* _What is expected_:
Please copy every line from the records below that contains the string "constraints".

[Collected data]
impl RangeSlider {
    /// Thumb that responds to drags. The right thumb moves only through
    /// [`on_config_replaced`](Self::on_config_replaced).
    pub const DRAGGABLE_THUMB: Thumb = Thumb::Left;

    /// Create a slider from a validated configuration.
    pub fn new(config: SliderConfig) -> Result<Self, ConfigError> {
        config.validate()?;
        let range = config.range()?;
        if range.is_degenerate() {
            warn!(
                "Degenerate range: minimum and maximum are both {}; thumbs pinned at the start",
                range.min()
            );
        }
        Ok(Self {
            left: ThumbValue::new(config.left_value),
            right: ThumbValue::new(config.right_value),
            config,
            range,
            sizes: MeasuredSizes::new(),
            drag: DragState::Idle,
            press: None,
            bounds: Rect::default(),
            on_value_change: None,
            on_sliding_start: None,
            on_sliding_complete: None,
            test_id_value: None,
            accessible_name_value: None,
        })
    }

    /// Call `f` with the new value on every drag move.
    #[must_use]
    pub fn on_value_change(mut self, f: impl Fn(f32) + Send + Sync + 'static) -> Self {
        self.on_value_change = Some(Arc::new(f));
        self
    }

    /// Call `f` with the current value when a drag begins.
    #[must_use]
    pub fn on_sliding_start(mut self, f: impl Fn(f32) + Send + Sync + 'static) -> Self {
        self.on_sliding_start = Some(Arc::new(f));
        self
    }

    /// Call `f` with the final value when a drag ends.
    #[must_use]
    pub fn on_sliding_complete(mut self, f: impl Fn(f32) + Send + Sync + 'static) -> Self {
        self.on_sliding_complete = Some(Arc::new(f));
        self
    }

    /// Set test ID.
    #[must_use]
    pub fn with_test_id(mut self, id: impl Into<String>) -> Self {
        self.test_id_value = Some(id.into());
        self
    }

    /// Set accessible name.
    #[must_use]
    pub fn with_accessible_name(mut self, name: impl Into<String>) -> Self {
        self.accessible_name_value = Some(name.into());
        self
    }

    /// Current configuration.
    #[must_use]
    pub const fn config(&self) -> &SliderConfig {
        &self.config
    }

    /// Validated range of the current configuration.
    #[must_use]
    pub const fn range(&self) -> ValueRange {
        self.range
    }

    /// Current (possibly animating) value of a thumb.
    #[must_use]
    pub const fn value(&self, thumb: Thumb) -> f32 {
        self.cell(thumb).value()
    }

    /// Value of the left thumb.
    #[must_use]
    pub const fn left_value(&self) -> f32 {
        self.left.value()
    }

    /// Value of the right thumb.
    #[must_use]
    pub const fn right_value(&self) -> f32 {
        self.right.value()
    }

    /// Whether either thumb is mid-transition.
    #[must_use]
    pub const fn is_animating(&self) -> bool {
        self.left.is_animating() || self.right.is_animating()
    }

    /// Drag state.
    #[must_use]
    pub const fn drag_state(&self) -> DragState {
        self.drag
    }

    /// Measured sizes.
    #[must_use]
    pub const fn sizes(&self) -> &MeasuredSizes {
        &self.sizes
    }

    /// Whether container, track and thumb have all been measured.
    #[must_use]
    pub const fn is_measured(&self) -> bool {
        self.sizes.all_measured()
    }

    const fn cell(&self, thumb: Thumb) -> &ThumbValue {
        match thumb {
            Thumb::Left => &self.left,
            Thumb::Right => &self.right,
        }
    }

    fn cell_mut(&mut self, thumb: Thumb) -> &mut ThumbValue {
        match thumb {
            Thumb::Left => &mut self.left,
            Thumb::Right => &mut self.right,
        }
    }

    fn touch_geometry(&self) -> TouchGeometry {
        TouchGeometry {
            container: self.sizes.container(),
            thumb: self.sizes.thumb(),
            touch_size: self.config.thumb_touch_size,
        }
    }

    /// Pixel offset of a thumb's left edge from the container's left edge.
    #[must_use]
    pub fn thumb_offset(&self, thumb: Thumb) -> f32 {
        self.range
            .pixel_offset_of(self.value(thumb), self.sizes.track_length())
            .unwrap_or(0.0)
    }

    /// Touch-capture surface in the same space as the widget bounds.
    #[must_use]
    pub fn touch_surface(&self) -> Rect {
        touch_surface(self.bounds, self.touch_geometry().overflow())
    }

    // =========================================================================
    // Entry points
    // =========================================================================

    /// Record a measured size.
    ///
    /// Returns `false` when the size is unchanged.
    pub fn on_measured(&mut self, dimension: Dimension, size: Size) -> bool {
        let was_measured = self.sizes.all_measured();
        if !self.sizes.record(dimension, size) {
            return false;
        }
        debug!(
            "Measured {dimension:?}: {}x{}",
            size.width, size.height
        );
        if !was_measured && self.sizes.all_measured() {
            debug!(
                "All sizes measured; track length {}",
                self.sizes.track_length()
            );
        }
        true
    }

    /// Replace the configuration.
    ///
    /// A thumb whose configured value differs from the previous
    /// configuration's is moved immediately or, with `animate_transitions`,
    /// through the configured transition. Unchanged values leave the thumb
    /// alone, so an in-flight drag or transition is not disturbed. On error
    /// the previous configuration stays in place.
    pub fn on_config_replaced(&mut self, config: SliderConfig) -> Result<(), ConfigError> {
        config.validate()?;
        let range = config.range()?;
        if range.is_degenerate() && range != self.range {
            warn!(
                "Degenerate range: minimum and maximum are both {}; thumbs pinned at the start",
                range.min()
            );
        }

        let policy = config
            .animate_transitions
            .then(|| config.transition_policy());
        let updates = [
            (Thumb::Left, self.config.left_value, config.left_value),
            (Thumb::Right, self.config.right_value, config.right_value),
        ];
        for (thumb, previous, next) in updates {
            if previous == next {
                continue;
            }
            let cell = self.cell_mut(thumb);
            match policy {
                Some(policy) => {
                    debug!("Animating {thumb:?} thumb to {next} with {policy:?}");
                    cell.animate_to(next, policy);
                }
                None => {
                    debug!("Setting {thumb:?} thumb to {next}");
                    cell.set(next);
                }
            }
        }

        let thumb_resized = config.thumb_size != self.config.thumb_size;
        let track_resized = config.track_height != self.config.track_height;
        self.range = range;
        self.config = config;

        // Sizes taken from the config follow it without waiting for layout
        if thumb_resized && self.sizes.is_measured(Dimension::Thumb) {
            self.on_measured(Dimension::Thumb, self.config.thumb_size);
        }
        if track_resized && self.sizes.is_measured(Dimension::Track) {
            let width = self.sizes.track().width;
            self.on_measured(
                Dimension::Track,
                Size::new(width, self.config.track_height),
            );
        }
        Ok(())
    }

    /// Feed a recognized gesture to the drag state machine.
    ///
    /// Callbacks run before this returns; the notifications are also
    /// returned in delivery order.
    pub fn on_gesture_event(&mut self, event: GestureEvent) -> Vec<SliderNotification> {
        let ctx = GestureContext {
            range: self.range,
            touch: self.touch_geometry(),
            thumb: Self::DRAGGABLE_THUMB,
            value: self.value(Self::DRAGGABLE_THUMB),
            disabled: self.config.disabled,
        };
        let outcome = gesture::step(self.drag, &ctx, event);

        if outcome.state != self.drag {
            debug!("Drag state {:?} -> {:?}", self.drag, outcome.state);
        } else {
            trace!("Gesture {event:?} in {:?}", self.drag);
        }
        self.drag = outcome.state;

        if let Some((thumb, value)) = outcome.value {
            self.cell_mut(thumb).set(value);
        }
        for notification in &outcome.notifications {
            self.notify(*notification);
        }
        outcome.notifications
    }

    /// Advance in-flight transitions by `dt` seconds.
    ///
    /// Returns whether either thumb moved.
    pub fn tick(&mut self, dt: f64) -> bool {
        let left = self.left.tick(dt);
        let right = self.right.tick(dt);
        left || right
    }

    /// Whether another component may take over the current gesture.
    #[must_use]
    pub const fn grants_termination(&self) -> bool {
        self.drag.grants_termination()
    }

    fn notify(&self, notification: SliderNotification) {
        let callback = match notification {
            SliderNotification::SlidingStart(_) => &self.on_sliding_start,
            SliderNotification::ValueChange(_) => &self.on_value_change,
            SliderNotification::SlidingComplete(_) => &self.on_sliding_complete,
        };
        if let Some(callback) = callback {
            callback(notification.value());
        }
    }

    /// Convert a press position into touch-surface-local coordinates.
    fn surface_local(&self, position: Point) -> Point {
        position - self.touch_surface().origin()
    }

    /// Whether a follow-up event belongs to the tracked press.
    ///
    /// Events without a source (focus loss) belong to every press.
    fn owns_press(&self, source: Option<PressSource>) -> bool {
        match (self.press, source) {
            (Some(press), Some(source)) => press.source == source,
            (Some(_), None) => true,
            (None, _) => false,
        }
    }

    fn press_to_gesture(
        &mut self,
        phase: PressPhase,
        source: Option<PressSource>,
    ) -> Option<GestureEvent> {
        if !matches!(phase, PressPhase::Down(_)) && !self.owns_press(source) {
            return None;
        }
        match phase {
            PressPhase::Down(position) => {
                if self.drag.is_dragging() {
                    return None;
                }
                self.press = Some(Press {
                    source: source?,
                    origin: position,
                    dx: 0.0,
                });
                Some(GestureEvent::Down {
                    location: self.surface_local(position),
                })
            }
            PressPhase::Move(position) => {
                let press = self.press.as_mut()?;
                press.dx = position.x - press.origin.x;
                Some(GestureEvent::Move { dx: press.dx })
            }
            PressPhase::Up(position) => {
                let press = self.press.take()?;
                Some(GestureEvent::Release {
                    dx: position.x - press.origin.x,
                })
            }
            PressPhase::Cancel => {
                let press = self.press.take()?;
                Some(GestureEvent::Terminate { dx: press.dx })
            }
        }
    }
}
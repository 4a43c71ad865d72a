//! Widget trait and related types.
//!
//! Widgets follow a measure-layout-paint cycle:
//!
//! 1. **Measure**: Compute intrinsic size given constraints
//! 2. **Layout**: Position self within allocated bounds
//! 3. **Paint**: Generate draw commands for rendering
//!
//! Input arrives through [`Widget::event`], which may return a message for
//! the host to route.
//!
//! # Examples
//!
//! ```
//! use rangeslider_core::TypeId;
//!
//! let string_type = TypeId::of::<String>();
//! let i32_type = TypeId::of::<i32>();
//! assert_ne!(string_type, i32_type);
//! ```

use crate::constraints::Constraints;
use crate::event::Event;
use crate::geometry::{Point, Rect, Size};
use crate::Color;
use serde::{Deserialize, Serialize};
use std::any::Any;

/// Type identifier for widget types (used for diffing).
#[derive(Debug, Clone, Copy, PartialEq, Eq, Hash)]
pub struct TypeId(std::any::TypeId);

impl TypeId {
    /// Get the type ID for a type.
    #[must_use]
    pub fn of<T: 'static>() -> Self {
        Self(std::any::TypeId::of::<T>())
    }
}

/// Result of laying out a widget.
#[derive(Debug, Clone, Copy, Default)]
pub struct LayoutResult {
    /// Computed size after layout
    pub size: Size,
}

/// Core widget trait that all UI elements implement.
pub trait Widget: Send + Sync {
    /// Get the type identifier for this widget type.
    fn type_id(&self) -> TypeId;

    /// Compute intrinsic size constraints.
    fn measure(&self, constraints: Constraints) -> Size;

    /// Position children within allocated bounds.
    fn layout(&mut self, bounds: Rect) -> LayoutResult;

    /// Generate draw commands for rendering.
    fn paint(&self, canvas: &mut dyn Canvas);

    /// Handle input events.
    fn event(&mut self, event: &Event) -> Option<Box<dyn Any + Send>>;

    /// Get child widgets for tree traversal.
    fn children(&self) -> &[Box<dyn Widget>];

    /// Get mutable child widgets.
    fn children_mut(&mut self) -> &mut [Box<dyn Widget>];

    /// Check if this widget is interactive (can receive focus/events).
    fn is_interactive(&self) -> bool {
        false
    }

    /// Check if this widget can receive keyboard focus.
    fn is_focusable(&self) -> bool {
        false
    }

    /// Get the accessible name for screen readers.
    fn accessible_name(&self) -> Option<&str> {
        None
    }

    /// Get the accessible role.
    fn accessible_role(&self) -> AccessibleRole {
        AccessibleRole::Generic
    }

    /// Get the test ID for this widget (if any).
    fn test_id(&self) -> Option<&str> {
        None
    }

    /// Get the current bounds of this widget.
    fn bounds(&self) -> Rect {
        Rect::default()
    }
}

/// Canvas trait for paint operations.
///
/// This is a minimal abstraction over the rendering backend.
pub trait Canvas {
    /// Draw a filled rectangle.
    fn fill_rect(&mut self, rect: Rect, color: Color);

    /// Draw a filled rectangle with uniformly rounded corners.
    fn fill_rounded_rect(&mut self, rect: Rect, radius: f32, color: Color);

    /// Draw a filled circle.
    fn fill_circle(&mut self, center: Point, radius: f32, color: Color);

    /// Multiply the opacity of everything drawn until the matching pop.
    fn push_opacity(&mut self, alpha: f32);

    /// Pop the opacity layer.
    fn pop_opacity(&mut self);
}

/// Accessible role for screen readers.
#[derive(Debug, Clone, Copy, PartialEq, Eq, Default, Serialize, Deserialize)]
pub enum AccessibleRole {
    /// Generic element
    #[default]
    Generic,
    /// Slider
    Slider,
}
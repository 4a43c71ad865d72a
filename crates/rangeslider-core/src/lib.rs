//! Core types and traits for the rangeslider widget.
//!
//! This crate provides the UI primitives the widget is built on:
//! - Geometric primitives: [`Point`], [`Size`], [`Rect`]
//! - Color representation: [`Color`] with hex parsing
//! - Layout constraints: [`Constraints`]
//! - Input events: [`Event`], normalized through [`PressPhase`]
//! - Animation: [`Easing`], [`Spring`], [`EasedValue`], [`AnimatedValue`]
//! - Painting: [`Canvas`], [`RecordingCanvas`], [`DrawCommand`]

pub mod animation;
mod canvas;
mod color;
mod constraints;
pub mod draw;
mod event;
mod geometry;
pub mod widget;

pub use animation::{AnimatedValue, EasedValue, Easing, Spring, SpringConfig};
pub use canvas::RecordingCanvas;
pub use color::{Color, ColorParseError};
pub use constraints::Constraints;
pub use draw::DrawCommand;
pub use event::{Event, MouseButton, PointerId, PointerType, PressPhase, PressSource, TouchId};
pub use geometry::{CornerRadius, Point, Rect, Size};
pub use widget::{AccessibleRole, Canvas, LayoutResult, TypeId, Widget};
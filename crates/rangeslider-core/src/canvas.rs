//! Canvas implementations for rendering.

use crate::draw::DrawCommand;
use crate::widget::Canvas;
use crate::{Color, Point, Rect};

/// A Canvas implementation that records draw operations as `DrawCommand`s.
///
/// Used by tests to verify what was painted and by hosts that ship commands
/// to a separate renderer.
#[derive(Debug, Default)]
pub struct RecordingCanvas {
    commands: Vec<DrawCommand>,
    opacity_stack: Vec<f32>,
}

impl RecordingCanvas {
    /// Create a new empty recording canvas.
    #[must_use]
    pub fn new() -> Self {
        Self::default()
    }

    /// Get the recorded draw commands.
    #[must_use]
    pub fn commands(&self) -> &[DrawCommand] {
        &self.commands
    }

    /// Take ownership of the recorded commands, clearing the canvas.
    pub fn take_commands(&mut self) -> Vec<DrawCommand> {
        std::mem::take(&mut self.commands)
    }

    /// Get the number of recorded commands.
    #[must_use]
    pub fn command_count(&self) -> usize {
        self.commands.len()
    }

    /// Check if no commands have been recorded.
    #[must_use]
    pub fn is_empty(&self) -> bool {
        self.commands.is_empty()
    }

    /// Product of all pushed opacity layers.
    #[must_use]
    pub fn current_opacity(&self) -> f32 {
        self.opacity_stack.iter().product()
    }

    /// Get the opacity stack depth.
    #[must_use]
    pub fn opacity_depth(&self) -> usize {
        self.opacity_stack.len()
    }

    fn record(&mut self, command: DrawCommand) {
        let alpha = self.current_opacity();
        if self.opacity_stack.is_empty() {
            self.commands.push(command);
        } else {
            self.commands.push(command.with_opacity(alpha));
        }
    }
}

impl Canvas for RecordingCanvas {
    fn fill_rect(&mut self, rect: Rect, color: Color) {
        self.record(DrawCommand::filled_rect(rect, color));
    }

    fn fill_rounded_rect(&mut self, rect: Rect, radius: f32, color: Color) {
        self.record(DrawCommand::rounded_rect(rect, radius, color));
    }

    fn fill_circle(&mut self, center: Point, radius: f32, color: Color) {
        self.record(DrawCommand::filled_circle(center, radius, color));
    }

    fn push_opacity(&mut self, alpha: f32) {
        self.opacity_stack.push(alpha.clamp(0.0, 1.0));
    }

    fn pop_opacity(&mut self) {
        self.opacity_stack.pop();
    }
}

* _Solution for this task_:
//! 1. **Measure**: Compute intrinsic size given constraints
use crate::constraints::Constraints;
    /// Compute intrinsic size constraints.
    fn measure(&self, constraints: Constraints) -> Size;
//! - Layout constraints: [`Constraints`]
mod constraints;
pub use constraints::Constraints;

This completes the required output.